Saved entries:
---*---
//! Turns "send a command, wait for a matching later event" into one awaitable
//! call with timeout and cancellation.
//!
//! # Flow
//!
//! 1. Arm the expected event name on the [`EventBus`] (and ask the host to
//!    emit it, awaited when `require_arm_before_send` is set). A failed host
//!    subscription is retried by the next arm.
//! 2. Register a waiter with the caller's matcher *before* sending, so an
//!    event the host emits while `send` is still in flight is not lost.
//! 3. Send the command; its immediate reply is made visible to the matcher.
//! 4. Wait for a matching event.
//!
//! The deadline and the cancellation token race every step, so a host that
//! never acknowledges a send still yields a timeout on schedule.
//!
//! Exactly one terminal outcome is produced. A waiter that times out or is
//! cancelled is withdrawn from the bus before the error is returned, so no
//! later event is ever matched against it.

use std::collections::HashMap;
use std::sync::{Arc, OnceLock};
use std::time::Duration;

use parking_lot::Mutex;
use serde_json::Value;
use tokio::time::{Instant, sleep_until};
use tokio_util::sync::CancellationToken;
use tracing::{debug, warn};

use crate::bus::{EventBus, Matcher};
use crate::channel::{Command, CommandChannel};
use crate::error::{BridgeError, BridgeResult, ensure_success};

/// Engine default correlation timeout.
pub const DEFAULT_TIMEOUT: Duration = Duration::from_millis(5000);

// =============================================================================
// Expectation & options
// =============================================================================

/// The event a correlated command waits for.
#[derive(Debug, Clone)]
pub struct Expect {
    event: String,
    matcher: Matcher,
}

impl Expect {
    /// Accepts the first `event` emitted after send.
    pub fn first(event: impl Into<String>) -> Self {
        Self {
            event: event.into(),
            matcher: Matcher::First,
        }
    }

    /// Accepts the first `event` whose payload satisfies `predicate`.
    pub fn matching<F>(event: impl Into<String>, predicate: F) -> Self
    where
        F: Fn(&Value) -> bool + Send + Sync + 'static,
    {
        Self {
            event: event.into(),
            matcher: Matcher::payload(predicate),
        }
    }

    /// Like [`matching`](Self::matching) but the predicate also receives the
    /// command's immediate reply.
    pub fn matching_reply<F>(event: impl Into<String>, predicate: F) -> Self
    where
        F: Fn(&Value, Option<&Value>) -> bool + Send + Sync + 'static,
    {
        Self {
            event: event.into(),
            matcher: Matcher::with_reply(predicate),
        }
    }

    /// The event name.
    pub fn event(&self) -> &str {
        &self.event
    }
}

/// Per-call correlation options.
#[derive(Debug, Clone, Default)]
pub struct CorrelateOptions {
    /// Overrides the engine default timeout.
    pub timeout: Option<Duration>,
    /// Await the host subscription before the command is sent.
    pub require_arm_before_send: bool,
    /// Aborts the correlation with [`BridgeError::Cancelled`].
    pub cancel: Option<CancellationToken>,
}

impl CorrelateOptions {
    /// Default options.
    pub fn new() -> Self {
        Self::default()
    }

    /// Sets a per-call timeout.
    pub fn timeout(mut self, timeout: Duration) -> Self {
        self.timeout = Some(timeout);
        self
    }

    /// Requires the host subscription to complete before send.
    pub fn arm_before_send(mut self) -> Self {
        self.require_arm_before_send = true;
        self
    }

    /// Attaches a cancellation token.
    pub fn cancel_on(mut self, token: CancellationToken) -> Self {
        self.cancel = Some(token);
        self
    }
}

// =============================================================================
// Correlator
// =============================================================================

/// Host-side subscription state of an event name.
///
/// Tracked apart from the bus arm set: a name stays armed for delivery even
/// when asking the host to emit it failed, and the next arm retries.
#[derive(Debug, Clone, Copy, PartialEq, Eq)]
enum Subscription {
    Pending,
    Active,
}

/// Why a phase of a correlation stopped early.
enum Interrupt {
    Cancelled,
    Expired,
}

/// Resolves once the token fires or the deadline passes, whichever is first.
async fn interrupted(cancel: &CancellationToken, deadline: Instant) -> Interrupt {
    tokio::select! {
        biased;
        () = cancel.cancelled() => Interrupt::Cancelled,
        () = sleep_until(deadline) => Interrupt::Expired,
    }
}

/// Issues commands and resolves them against later host events.
///
/// Cheap to clone; clones share the bus, the channel and the host
/// subscriptions.
#[derive(Clone)]
pub struct Correlator {
    bus: Arc<EventBus>,
    channel: Arc<dyn CommandChannel>,
    subscriptions: Arc<Mutex<HashMap<String, Subscription>>>,
    default_timeout: Duration,
}

impl Correlator {
    /// Creates a correlator with the engine default timeout.
    pub fn new(bus: Arc<EventBus>, channel: Arc<dyn CommandChannel>) -> Self {
        Self {
            bus,
            channel,
            subscriptions: Arc::default(),
            default_timeout: DEFAULT_TIMEOUT,
        }
    }

    /// Replaces the default timeout used when a call does not override it.
    pub fn with_default_timeout(mut self, timeout: Duration) -> Self {
        self.default_timeout = timeout;
        self
    }

    /// The default timeout.
    pub fn default_timeout(&self) -> Duration {
        self.default_timeout
    }

    /// The bus this correlator waits on.
    pub fn bus(&self) -> &Arc<EventBus> {
        &self.bus
    }

    /// Whether the host confirmed it emits `event`.
    pub fn is_subscribed(&self, event: &str) -> bool {
        self.subscriptions.lock().get(event) == Some(&Subscription::Active)
    }

    /// Sends a command without waiting for any event.
    ///
    /// Resolves with the host's immediate reply, or `null` when there is none.
    /// The host acknowledgement is still bounded by the default timeout.
    pub async fn send(&self, command: Command) -> BridgeResult<Value> {
        self.correlate(command, None, CorrelateOptions::default())
            .await
    }

    /// Sends `command` and waits for the event described by `expect`.
    ///
    /// With no expectation the call resolves right after send. A command
    /// marked [`first_event_only`](Command::first_event_only) accepts the
    /// first armed event without consulting the predicate.
    ///
    /// The deadline and the cancellation token cover the whole call: arming,
    /// the host acknowledgement of the send, and the wait for the event. A
    /// token that is already cancelled stops the call before anything reaches
    /// the host.
    ///
    /// # Errors
    ///
    /// - [`BridgeError::Transport`] if the immediate reply carries a non-zero
    ///   status.
    /// - [`BridgeError::Timeout`] if nothing answered within the window.
    /// - [`BridgeError::Cancelled`] if the token fired first.
    /// - Any failure from the command channel, verbatim.
    pub async fn correlate(
        &self,
        command: Command,
        expect: Option<Expect>,
        options: CorrelateOptions,
    ) -> BridgeResult<Value> {
        let window = options.timeout.unwrap_or(self.default_timeout);
        let deadline = Instant::now() + window;
        let cancel = options.cancel.unwrap_or_default();

        let Some(expect) = expect else {
            if cancel.is_cancelled() {
                return Err(self.interrupt(Interrupt::Cancelled, &command, command.name(), window));
            }
            let reply = tokio::select! {
                biased;
                reply = self.channel.send(&command) => reply?,
                why = interrupted(&cancel, deadline) => {
                    return Err(self.interrupt(why, &command, command.name(), window));
                }
            };
            if let Some(reply) = &reply {
                ensure_success(reply)?;
            }
            return Ok(reply.unwrap_or(Value::Null));
        };

        let event = expect.event;
        if cancel.is_cancelled() {
            return Err(self.interrupt(Interrupt::Cancelled, &command, &event, window));
        }
        let matcher = if command.options().first_event_only {
            Matcher::First
        } else {
            expect.matcher
        };

        tokio::select! {
            biased;
            armed = self.arm(&event, options.require_arm_before_send) => armed?,
            why = interrupted(&cancel, deadline) => {
                return Err(self.interrupt(why, &command, &event, window));
            }
        }

        let reply_slot = Arc::new(OnceLock::new());
        let mut registration = self.bus.register(&event, matcher, Arc::clone(&reply_slot));

        debug!(
            command = %command.name(),
            event = %event,
            timeout_ms = window.as_millis() as u64,
            "Correlating command"
        );

        let reply = tokio::select! {
            biased;
            reply = self.channel.send(&command) => reply?,
            why = interrupted(&cancel, deadline) => {
                if let Some(payload) = registration.withdraw() {
                    return Ok(payload);
                }
                return Err(self.interrupt(why, &command, &event, window));
            }
        };
        if let Some(reply) = reply {
            ensure_success(&reply)?;
            let _ = reply_slot.set(reply);
        }

        tokio::select! {
            biased;

            payload = registration.recv() => {
                let payload = payload.ok_or(BridgeError::NotConnected)?;
                debug!(command = %command.name(), event = %event, "Correlation resolved");
                Ok(payload)
            }

            why = interrupted(&cancel, deadline) => {
                if let Some(payload) = registration.withdraw() {
                    return Ok(payload);
                }
                Err(self.interrupt(why, &command, &event, window))
            }
        }
    }

    fn interrupt(
        &self,
        why: Interrupt,
        command: &Command,
        event: &str,
        window: Duration,
    ) -> BridgeError {
        match why {
            Interrupt::Cancelled => {
                debug!(command = %command.name(), event = %event, "Correlation cancelled");
                BridgeError::Cancelled
            }
            Interrupt::Expired => {
                warn!(command = %command.name(), event = %event, "Correlation timed out");
                BridgeError::Timeout {
                    event: event.to_string(),
                    after: window,
                }
            }
        }
    }

    /// Arms `event` on the bus and asks the host to emit it.
    ///
    /// The bus arm is never rolled back here; another correlation may rely on
    /// it. Only the host subscription is retried after a failure.
    async fn arm(&self, event: &str, require_before_send: bool) -> BridgeResult<()> {
        self.bus.arm(event);

        if require_before_send {
            if self.is_subscribed(event) {
                return Ok(());
            }
            self.channel.subscribe(event).await?;
            self.subscriptions
                .lock()
                .insert(event.to_string(), Subscription::Active);
            return Ok(());
        }

        {
            let mut subscriptions = self.subscriptions.lock();
            if subscriptions.contains_key(event) {
                return Ok(());
            }
            subscriptions.insert(event.to_string(), Subscription::Pending);
        }

        let channel = Arc::clone(&self.channel);
        let subscriptions = Arc::clone(&self.subscriptions);
        let event = event.to_string();
        tokio::spawn(async move {
            let result = channel.subscribe(&event).await;
            let mut subscriptions = subscriptions.lock();
            match result {
                Ok(()) => {
                    subscriptions.insert(event, Subscription::Active);
                }
                Err(e) => {
                    warn!(event = %event, error = %e, "Host subscription failed");
                    if subscriptions.get(&event) == Some(&Subscription::Pending) {
                        subscriptions.remove(&event);
                    }
                }
            }
        });

        Ok(())
    }
}

impl std::fmt::Debug for Correlator {
    fn fmt(&self, f: &mut std::fmt::Formatter<'_>) -> std::fmt::Result {
        f.debug_struct("Correlator")
            .field("bus", &self.bus)
            .field("subscriptions", &self.subscriptions.lock().len())
            .field("default_timeout", &self.default_timeout)
            .finish_non_exhaustive()
    }
}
---*---
* Directions for this task *
Once the lines containing "CancellationToken" in the data above are counted, give the total by itself.

* Solution *
4